Notice the exchange that follows Jesus' telling of the Parable of the Good Samaritan:
"Which of these three, in your opinion, was neighbor to the robbers' victim?"
He answered, "The one who treated him with mercy."
Jesus said to him, "Go and do likewise."
The Samaritan treated the robbers' victim with mercy.

Too often, I think, mercy is confused with forgiveness. It's a natural enough confusion, since as sinners we experience God's mercy in large part through His forgiveness.

But mercy itself is a kind of compassion or pity, "a fellow-feeling for another's misery, which prompts us to help him if we can," as St. Augustine puts it. So while God helps us by forgiving our sins, He also helps us in countless other ways that no less than forgiving our sins manifests His mercy toward us.

How can we show mercy to each other? For starters, we can forgive each other such debts as are owed to us, as God forgives us.

Forgiving each other doesn't exhaust the ways we can be merciful -- but if we don't distinguish between mercy and forgiveness, we might think it does. We might, for example, feel we're being perfectly good Christians by forgiving someone who has wronged us, yet leaving him in a wretched state we could ease if we chose to.

We might also show no mercy at all toward someone who has not wronged us personally. After all, if "Be merciful as your Heavenly Father is merciful" means only "Be forgiving," then we have no duty toward those who have done nothing we can forgive. Perhaps that's what the priest and the Levite told each other in the Jericho inn that night.
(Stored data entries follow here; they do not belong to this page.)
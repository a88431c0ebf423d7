/// Leased connection handles
use std::fmt;
use std::sync::atomic::{AtomicBool, Ordering};
use std::sync::Arc;
use tokio::sync::Notify;
use tokio::time::Instant;

use crate::core::ServerSpec;
use crate::error::{MemcacheError, MemcacheResult};
use crate::protocol::{Request, Response};
use crate::transport::Transport;

/// Shared between the pool's lease record and the borrower
#[derive(Debug, Default)]
pub(crate) struct LeaseState {
    revoked: AtomicBool,
    notify: Notify,
}

impl LeaseState {
    pub(crate) fn revoke(&self) {
        self.revoked.store(true, Ordering::SeqCst);
        // A stored permit wakes a borrower that starts waiting later
        self.notify.notify_one();
    }

    pub(crate) fn is_revoked(&self) -> bool {
        self.revoked.load(Ordering::SeqCst)
    }
}

/// Pool-side record of a connection handed to a caller
pub(crate) struct LeaseRecord {
    pub(crate) leased_at: Instant,
    pub(crate) lease: Arc<LeaseState>,
}

/// Connection sitting in a server's idle set
pub(crate) struct IdleConnection {
    pub(crate) id: u64,
    pub(crate) transport: Box<dyn Transport>,
    pub(crate) idle_since: Instant,
}

impl IdleConnection {
    pub(crate) fn new(id: u64, transport: Box<dyn Transport>) -> Self {
        Self {
            id,
            transport,
            idle_since: Instant::now(),
        }
    }
}

/// A connection leased from a `ServerPool`.
///
/// Exactly one caller holds it at a time. It must go back through
/// `ServerPool::checkin`; if the maintenance pass reclaimed it in the meantime
/// every further `execute` fails with `LeaseRevoked` and the checkin is a no-op.
pub struct PooledConnection {
    pub(crate) id: u64,
    pub(crate) server: ServerSpec,
    pub(crate) transport: Box<dyn Transport>,
    pub(crate) lease: Arc<LeaseState>,
    pub(crate) broken: bool,
}

impl PooledConnection {
    pub fn id(&self) -> u64 {
        self.id
    }

    pub fn server(&self) -> &ServerSpec {
        &self.server
    }

    /// Discard the connection on checkin instead of returning it to the idle set
    pub fn mark_broken(&mut self) {
        self.broken = true;
    }

    pub fn is_broken(&self) -> bool {
        self.broken
    }

    pub fn is_revoked(&self) -> bool {
        self.lease.is_revoked()
    }

    /// Run one request on the leased connection.
    ///
    /// Errors that leave the stream in an unknown state mark the handle broken.
    pub async fn execute(&mut self, request: &Request) -> MemcacheResult<Response> {
        if self.lease.is_revoked() {
            self.broken = true;
            return Err(MemcacheError::lease_revoked(&self.server.addr));
        }

        let lease = self.lease.clone();
        let result = tokio::select! {
            result = self.transport.round_trip(request) => result,
            _ = lease.notify.notified() => Err(MemcacheError::lease_revoked(&self.server.addr)),
        };

        if let Err(e) = &result {
            if e.breaks_connection() {
                self.broken = true;
            }
        }
        result
    }
}

impl fmt::Debug for PooledConnection {
    fn fmt(&self, f: &mut fmt::Formatter<'_>) -> fmt::Result {
        f.debug_struct("PooledConnection")
            .field("id", &self.id)
            .field("server", &self.server.addr)
            .field("broken", &self.broken)
            .field("revoked", &self.lease.is_revoked())
            .finish()
    }
}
How can we be merciful? According to St. Thomas, "a defect is always the reason for taking pity, either because one looks upon another's defect as one's own, through being united to him by love, or on account of the possibility of suffering in the same way." If we are to be merciful as the impassible Father is merciful, it must be by being united to others by love.

I'm no expert at being merciful, but I think it's safe to say you aren't perfectly united to another in love if you catch yourself asking, "Haven't I helped him enough yet?"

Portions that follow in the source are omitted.